Possible Solutions (Least to Most Destructive)
Delete Local Snapshot
Yes, you mentioned this, but it's an important first step. First, make sure you turn off TimeMachine.
Is there any way to force-delete the snapshot?
Yes, and you may as well make a script of it because it's a frequent problem. 99% of the time is the oldest snapshot or the one that says dateless
tmutil listlocalsnapshots /
... Output of that command looks like this:
Snapshots for volume group containing disk /:
com.apple.TimeMachine.2020-04-01-122516.local
com.apple.TimeMachine.2020-04-01-132348.local
com.apple.TimeMachine.2020-04-01-143800.local
com.apple.TimeMachine.2020-04-01-153811.local
com.apple.TimeMachine.2020-04-01-183757.local
com.apple.TimeMachine.2020-04-01-193758.local
com.apple.TimeMachine.2020-04-01-203828.local
You just need to copy the timestamp for each line you want to kill and paste it into the next command. Again, usually deleting just the oldest (top) one will resolve related issues.

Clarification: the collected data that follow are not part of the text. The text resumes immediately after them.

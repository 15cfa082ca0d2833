use std::sync::Arc;

use axum::{
    extract::State,
    http::{HeaderMap, StatusCode},
    middleware::Next,
    response::Response,
};
use chrono::Utc;

use rolegate_auth::{JwtValidator, ACTIVE_ROLE_HEADER};
use rolegate_core::IdentityId;

use crate::app::errors::json_error;
use crate::context::{ActiveRoleContext, PrincipalContext};
use crate::directory::RoleDirectory;

#[derive(Clone)]
pub struct AuthState {
    pub jwt: Arc<dyn JwtValidator>,
    pub directory: Arc<dyn RoleDirectory>,
}

/// Verify the bearer token and attach the holder's assigned roles.
pub async fn auth_middleware(
    State(state): State<AuthState>,
    mut req: axum::http::Request<axum::body::Body>,
    next: Next,
) -> Result<Response, Response> {
    let token = extract_bearer(req.headers()).map_err(unauthorized)?;

    let claims = state.jwt.validate(token, Utc::now()).map_err(|e| {
        tracing::debug!(error = %e, "rejected bearer token");
        unauthorized(StatusCode::UNAUTHORIZED)
    })?;

    let identity_id = IdentityId::parse(claims.sub).map_err(|_| unauthorized(StatusCode::UNAUTHORIZED))?;
    let roles = state.directory.assigned_roles(&identity_id).ok_or_else(|| {
        tracing::debug!(identity = %identity_id, "token subject is not in the directory");
        unauthorized(StatusCode::UNAUTHORIZED)
    })?;

    req.extensions_mut()
        .insert(PrincipalContext::new(identity_id, roles));

    Ok(next.run(req).await)
}

/// Check a client-supplied `X-Active-Role` against the principal's assignments.
///
/// Must run inside [`auth_middleware`]. No header means no active-role
/// context; a header naming anything but an assigned, active role is a 403.
pub async fn active_role_middleware(
    mut req: axum::http::Request<axum::body::Body>,
    next: Next,
) -> Result<Response, Response> {
    let Some(principal) = req.extensions().get::<PrincipalContext>() else {
        return Err(unauthorized(StatusCode::UNAUTHORIZED));
    };

    let Some(claimed) = req.headers().get(ACTIVE_ROLE_HEADER) else {
        return Ok(next.run(req).await);
    };

    let role = claimed
        .to_str()
        .ok()
        .map(str::trim)
        .and_then(|role_id| principal.assigned_role(role_id))
        .cloned();

    let Some(role) = role else {
        tracing::warn!(
            identity = %principal.identity_id(),
            claimed = ?claimed,
            "rejected active role not assigned to the token holder"
        );
        return Err(json_error(
            StatusCode::FORBIDDEN,
            "active_role_not_assigned",
            "the requested active role is not assigned to this identity",
        ));
    };

    req.extensions_mut().insert(ActiveRoleContext::new(role));
    Ok(next.run(req).await)
}

fn unauthorized(status: StatusCode) -> Response {
    json_error(status, "unauthorized", "missing or invalid bearer token")
}

fn extract_bearer(headers: &HeaderMap) -> Result<&str, StatusCode> {
    let header = headers
        .get(axum::http::header::AUTHORIZATION)
        .ok_or(StatusCode::UNAUTHORIZED)?;

    let header = header.to_str().map_err(|_| StatusCode::UNAUTHORIZED)?;

    let header = header
        .strip_prefix("Bearer ")
        .ok_or(StatusCode::UNAUTHORIZED)?;

    let token = header.trim();
    if token.is_empty() {
        return Err(StatusCode::UNAUTHORIZED);
    }

    Ok(token)
}

#[cfg(test)]
mod tests {
    use axum::http::{header::AUTHORIZATION, HeaderValue};

    use super::*;

    fn headers(value: &'static str) -> HeaderMap {
        let mut headers = HeaderMap::new();
        headers.insert(AUTHORIZATION, HeaderValue::from_static(value));
        headers
    }

    #[test]
    fn extracts_bearer_token() {
        assert_eq!(extract_bearer(&headers("Bearer abc.def.ghi")), Ok("abc.def.ghi"));
        assert_eq!(extract_bearer(&headers("Bearer   padded  ")), Ok("padded"));
    }

    #[test]
    fn rejects_missing_or_non_bearer_authorization() {
        assert_eq!(extract_bearer(&HeaderMap::new()), Err(StatusCode::UNAUTHORIZED));
        assert_eq!(extract_bearer(&headers("Basic dXNlcjpwdw==")), Err(StatusCode::UNAUTHORIZED));
        assert_eq!(extract_bearer(&headers("Bearer ")), Err(StatusCode::UNAUTHORIZED));
    }
}
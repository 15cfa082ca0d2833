use axum::http::StatusCode;
use axum::response::IntoResponse;
use serde_json::json;

use rolegate_auth::TokenValidationError;

pub fn token_error_to_response(err: TokenValidationError) -> axum::response::Response {
    json_error(StatusCode::INTERNAL_SERVER_ERROR, "token_issue_failed", err.to_string())
}

pub fn json_error(
    status: StatusCode,
    code: &'static str,
    message: impl Into<String>,
) -> axum::response::Response {
    (
        status,
        axum::Json(json!({
            "success": false,
            "error": code,
            "message": message.into(),
        })),
    )
        .into_response()
}
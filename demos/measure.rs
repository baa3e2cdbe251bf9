//! # measure
//!
//! Times a reused `MapSort` engine against `sort_unstable` on random `i32`s.
//!
//! ```
//! cargo run --release --example measure -- 24
//! ```
//!
//! The optional argument is the base 2 logarithm of the input size. Without it 20,000,000
//! elements are sorted.

use mapsort::MapSort;
use nanorand::{Rng, WyRand};
use std::process::exit;
use std::time::Instant;

const DEFAULT_N: usize = 20_000_000;
const TRIALS: usize = 3;

fn fill_random(rng: &mut WyRand, data: &mut [i32]) {
    for v in data.iter_mut() {
        *v = rng.generate_range(0..i32::MAX);
    }
}

fn main() {
    let args: Vec<String> = std::env::args().skip(1).collect();
    if args.len() > 1 {
        eprintln!("usage: measure [log2 size]");
        exit(1);
    }

    let n = match args.first() {
        Some(arg) => match arg.parse::<u32>() {
            Ok(shift) if shift < usize::BITS => 1usize << shift,
            _ => {
                eprintln!("usage: measure [log2 size]");
                exit(1);
            }
        },
        None => DEFAULT_N,
    };
    println!("N = {}", n);

    let mut rng = WyRand::new();
    let mut buf = vec![0i32; n];

    let mut engine: MapSort<i32> = MapSort::new();
    engine.init(n, None);

    for t in 0..TRIALS {
        fill_random(&mut rng, &mut buf);
        let time = Instant::now();
        engine.sort(&mut buf, None);
        eprintln!("MapSort::sort({}): {:.6} sec", t, time.elapsed().as_secs_f64());
    }

    for t in 0..TRIALS {
        fill_random(&mut rng, &mut buf);
        let time = Instant::now();
        buf.sort_unstable();
        eprintln!("sort_unstable({}): {:.6} sec", t, time.elapsed().as_secs_f64());
    }
}
use crate::map_sort::MapSort;
use nanorand::WyRand;
use std::cmp::Ordering;

/// One-shot configuration of a sort over a borrowed slice. Created through
/// `MapSortExt::map_sort_builder`.
pub struct MapSortBuilder<'a, T> {
    data: &'a mut [T],
    workers: Option<usize>,
    seed: Option<u64>,
}

impl<'a, T> MapSortBuilder<'a, T>
where
    T: Clone + Send + Sync,
{
    pub(crate) fn new(data: &'a mut [T]) -> Self {
        Self {
            data,
            workers: None,
            seed: None,
        }
    }

    /// Splits each phase across exactly `workers` workers.
    pub fn with_workers(mut self, workers: usize) -> Self {
        self.workers = Some(workers);

        self
    }

    /// Uses one worker per thread of the current rayon pool. This is the default.
    pub fn with_default_workers(mut self) -> Self {
        self.workers = None;

        self
    }

    /// Seeds the pivot sampler, making the sort fully reproducible for a given input and worker
    /// count.
    pub fn with_seed(mut self, seed: u64) -> Self {
        self.seed = Some(seed);

        self
    }

    pub fn sort(self)
    where
        T: Ord,
    {
        self.sort_by(T::cmp);
    }

    pub fn sort_by<F>(self, compare: F)
    where
        F: Fn(&T, &T) -> Ordering + Sync,
    {
        // By definition, this is already sorted
        if self.data.len() <= 1 {
            return;
        }

        let sampler = match self.seed {
            Some(seed) => WyRand::new_seed(seed),
            None => WyRand::new(),
        };

        let mut engine: MapSort<T> = MapSort::with_sampler(sampler);
        engine.init(self.data.len(), self.workers);
        engine.sort_by(self.data, self.workers, compare);
    }
}
use arbitrary_chunks::ArbitraryChunks;

/// Splits `slice` into consecutive mutable chunks with the given lengths. `lens` must sum to
/// `slice.len()`. The result always holds exactly `lens.len()` chunks, trailing zero-length
/// chunks included.
#[inline]
pub fn carve_mut<'a, T>(slice: &'a mut [T], lens: &[usize]) -> Vec<&'a mut [T]> {
    debug_assert_eq!(lens.iter().sum::<usize>(), slice.len());

    let mut chunks: Vec<&'a mut [T]> = Vec::with_capacity(lens.len());
    chunks.extend(slice.arbitrary_chunks_mut(lens));
    chunks.resize_with(lens.len(), Default::default);

    chunks
}

/// Deals `items` out to `lanes` lanes, item `i` going to lane `i % lanes`. Order within each lane
/// follows the input order.
#[inline]
pub fn deal_round_robin<I>(items: I, lanes: usize) -> Vec<Vec<I::Item>>
where
    I: IntoIterator,
{
    let mut out: Vec<Vec<I::Item>> = Vec::with_capacity(lanes);
    out.resize_with(lanes, Vec::new);

    for (i, item) in items.into_iter().enumerate() {
        out[i % lanes].push(item);
    }

    out
}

sudo tmutil deletelocalsnapshots 2020-04-01-090758
If successful, you will get no response (exit 0) in terminal.
2. Delete the Offending Snapshot
WARNING: You should not proceed if you don't have a full backup of your drive. You could lose some data. You could lose all your data.
Boot into single user mode (reboot into recovery mode and enter commands in the terminal as root user) and try to find the location of the snapshot. Something like:
find / com.apple.apfs.purgatory.84779e # Totally untested
Once you find it, rm
that file. If you are unable to locate the file, on to step 3.
3. Do a Safe Reinstall
While still in recovery mode, exit terminal and perform a reinstall of the operating system. This is "safe" in that only the system files are recreated. Your $HOME
folder will be left in place, so if all goes smoothly, you shouldn't have to recover your hard drive from a backup.

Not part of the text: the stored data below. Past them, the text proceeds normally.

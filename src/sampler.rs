//! `IndexSampler` is the source of randomness used to pick pivots. Each `MapSort` engine owns one,
//! so two engines never share generator state and a seeded sampler makes a sort reproducible.
//!
//! The default is `nanorand::WyRand`, which is fast and good enough for picking sample indices.
//! Anything that can hand out uniform indices can be plugged in instead, including fixed sequences
//! for tests.

use nanorand::{Rng, WyRand};

pub trait IndexSampler: Send {
    /// Returns an index drawn uniformly from `0..len`. `len` is never zero.
    fn sample_index(&mut self, len: usize) -> usize;
}

impl IndexSampler for WyRand {
    #[inline]
    fn sample_index(&mut self, len: usize) -> usize {
        self.generate_range(0..len)
    }
}

impl<S> IndexSampler for &mut S
where
    S: IndexSampler + ?Sized,
{
    #[inline]
    fn sample_index(&mut self, len: usize) -> usize {
        (**self).sample_index(len)
    }
}
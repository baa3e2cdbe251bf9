//! Splits `0..len` into one contiguous range per worker.
//!
//! Each worker takes `remaining / remaining_workers` elements, so range sizes never differ by more
//! than one and the ranges tile the index space exactly, whatever `len % workers` is.

#[inline]
pub fn compute_ranges(len: usize, starts: &mut [usize], ends: &mut [usize]) {
    debug_assert_eq!(starts.len(), ends.len());
    let workers = starts.len();
    if workers == 0 {
        return;
    }

    starts[0] = 0;
    for i in 0..(workers - 1) {
        let take = (len - starts[i]) / (workers - i);
        ends[i] = starts[i] + take;
        starts[i + 1] = ends[i];
    }

    ends[workers - 1] = len;
}

/// Refills `lens` with the lengths of the ranges computed by `compute_ranges`, in worker order.
#[inline]
pub fn range_lens(starts: &[usize], ends: &[usize], lens: &mut Vec<usize>) {
    lens.clear();
    lens.extend(starts.iter().zip(ends).map(|(s, e)| e - s));
}
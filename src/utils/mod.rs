#[cfg(any(test, feature = "bench"))]
pub mod test_utils;

mod sort_utils;

pub use sort_utils::*;
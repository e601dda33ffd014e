//! Node-cost TSP Solver Library
//!
//! Construction heuristics for a travelling salesman variant with visiting
//! costs: out of n points exactly k = ceil(n/2) are chosen and ordered into a
//! closed tour minimizing rounded Euclidean travel distance plus the visiting
//! cost of every chosen point.
//!
//! # Features
//!
//! - Integer distance matrix and objective evaluation
//! - Seeded node selection shared by every heuristic of an experiment
//! - Construction heuristics (Random, Nearest Neighbor append / insert, Greedy Cycle)
//! - Experiment harness with statistics, CSV / LaTeX / JSON export and SVG plots
//! - Regression checker for externally supplied tours
//!
//! # Example
//!
//! ```no_run
//! use nc_tsp_solver::instance::Instance;
//! use nc_tsp_solver::distance::DistanceMatrix;
//! use nc_tsp_solver::heuristics::{ConstructionContext, ConstructionHeuristic, GreedyCycle};
//!
//! let instance = Instance::from_file("TSPA.csv").unwrap();
//! let distances = DistanceMatrix::from_instance(&instance);
//!
//! let ctx = ConstructionContext::full(&instance, &distances).unwrap();
//! let solution = GreedyCycle.construct(&ctx, 0).unwrap();
//!
//! println!("Objective: {}", solution.objective);
//! ```

pub mod checker;
pub mod distance;
pub mod error;
pub mod experiment;
pub mod heuristics;
pub mod instance;
pub mod objective;
pub mod report;
pub mod selection;
pub mod solution;
pub mod visualization;

pub use distance::DistanceMatrix;
pub use error::{Error, Result};
pub use instance::Instance;
pub use objective::evaluate;
pub use solution::Solution;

Once finished, run fsck_apfs
again to verify the issue is resolved. If not...
4. Do a Full Reinstall
Still in recovery mode, open Disk Utility and delete the partition on which the OS is installed. Doing this will delete all of your information. Recreate the partition (consider using HFS+ if you have frequent issues with APFS) just as it was before. Exit Disk Utility back into recovery mode.
Before doing a reinstall, use fsck_apfs
on the new partition to verify that it doesn't come back with any errors containing the word physical
. Any errors at this point likely indicate an issue with the hard drive itself, and it may need to be replaced. Examples of such errors include:
Unable to mark physical extent range
found physical extent corruption
Try repairing, of course, but if you aren't successful, consider replacing your drive.
Then proceed with an install just as you did in step 3, followed by running a recovery from your most recent backup.
Good luck.